Министр в комитет. В комитете судят и рядят. Разрешают взять в залог облигации без процентов на время залога и выдать аванс из казны. Со своей стороны министр уверяет, что война не успеет начаться до того дня, когда ружья будут во Франции. Ведь понадобится месяца два или три. Это военный министр говорит, когда война уже на носу.
Пьеру Огюстену приходится согласиться. Ему тоже остается надеяться, что у него в запасе два месяца мира, если об этом говорит военный министр. Остается подписать соглашение. Не тут-то было! В канцелярию военного министерства будто бы поступает предложение купить те же ружья на два франка за штуку дешевле.
Пьер Огюстен в тупике. Что? Попытка сорвать сделку? Чья-то преступная провокация? Или чиновники министерства решили поторговаться? Его изворотливый ум находит выход и тут:
– Есть отличная возможность разобраться, в чем дело. Вместо того чтобы порвать наше соглашение и заключить другое, из которого ничего не выйдет, поскольку ружья безвозвратно переданы мне нотариально оформленной купчей, пойдите на обе сделки, но обяжите поставщиков уплатить неустойку в размере пятидесяти тысяч франков в случае невыполнения условий договора. Один из поставщиков окажется не в состоянии выполнить обязательство, так как одни и те же ружья не могут быть одновременно проданы двумя разными людьми. Вы увидите, как ваше предложение разгонит этих почтенных людей, подобно зимнему ветру, который сметает сухие листья.

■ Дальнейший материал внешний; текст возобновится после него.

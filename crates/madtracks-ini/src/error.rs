//! Error types for .ini dialect operations.

use thiserror::Error;

/// Errors that can occur while reading or writing a Mad Tracks .ini file.
#[derive(Error, Debug)]
pub enum IniError {
    /// I/O error reading or writing a file.
    #[error("I/O error: {0}")]
    Io(#[from] std::io::Error),

    /// A parameter line appeared before any `[section]` header.
    #[error("parameter outside of any section at line {line}: {text}")]
    MalformedSection {
        /// Line number (1-indexed).
        line: usize,
        /// The offending line, after comment and whitespace removal.
        text: String,
    },
}

impl IniError {
    /// Create a malformed section error.
    pub fn malformed_section(line: usize, text: impl Into<String>) -> Self {
        Self::MalformedSection {
            line,
            text: text.into(),
        }
    }
}

/// Result type for .ini operations.
pub type Result<T> = std::result::Result<T, IniError>;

Договор переписывается. В него включается неустойка. Второе предложение испаряется, как он и предполагал. Наконец появляется подпись министра. Остается получить аванс под залог. Только теперь Пьер Огюстен открывает свой сейф и приходит в недоумение. Он ведет множество операций. Его счета многочисленны. Его состояние в различных банках Европы достигает такого размера, что он не всегда знает, что где лежит. Он обнаруживает пакет женевских облигаций на семьсот пятьдесят тысяч, тогда как в кассу министерства обязался внести под залог только пятьсот. Дробить пакет – терять время и деньги. Он настолько доверяет министру и министерским чиновникам, что вносит пакет целиком, переплачивая таким образом двести пятьдесят тысяч франков, в надежде, что очень скоро оплатит аванс и получит обратно залог. Министр тоже верит себе и министерским чиновникам, любезно улыбается и заверяет его:
– Поскольку в нашем соглашении не содержится ни требования, ни упоминания об этих лишних контрактах, то вы можете быть уверены, что найдете их здесь, если они вам понадобятся для получения новых средств, чтобы ускорить выполнение сделки.
В знак благодарности он отвешивает поклон:
– Надеюсь, в этом не будет нужды.
Он выбирает посредника и представляет его Дюмурье, своему старому соратнику по тайным дипломатическим предприятиям ещё времен Шуазеля. Дюмурье вручает посреднику важные депеши своего министерства, и тот отбывает на другой день.
Переговоры с военным министром чересчур затянулись, и время, конечно, потеряно. Кроме того, под носом министра в самом деле гнездится измена, и невозможно сказать, не замешан ли в неё сам министр, ставленник короля. К счастью, Пьер Огюстен, имея за плечами опыт американской войны, осторожен. Его человек находит в Брюсселе одного из друзей, который о сделке с ружьями не имеет никакого понятия. Тем не менее тотчас в доме этого друга появляется неизвестный и спрашивает, не приезжал к нему кто-нибудь из Парижа, а, получив ответ отрицательный, говорит с убеждением:
– Мы подозреваем его. Ему тут придется несладко.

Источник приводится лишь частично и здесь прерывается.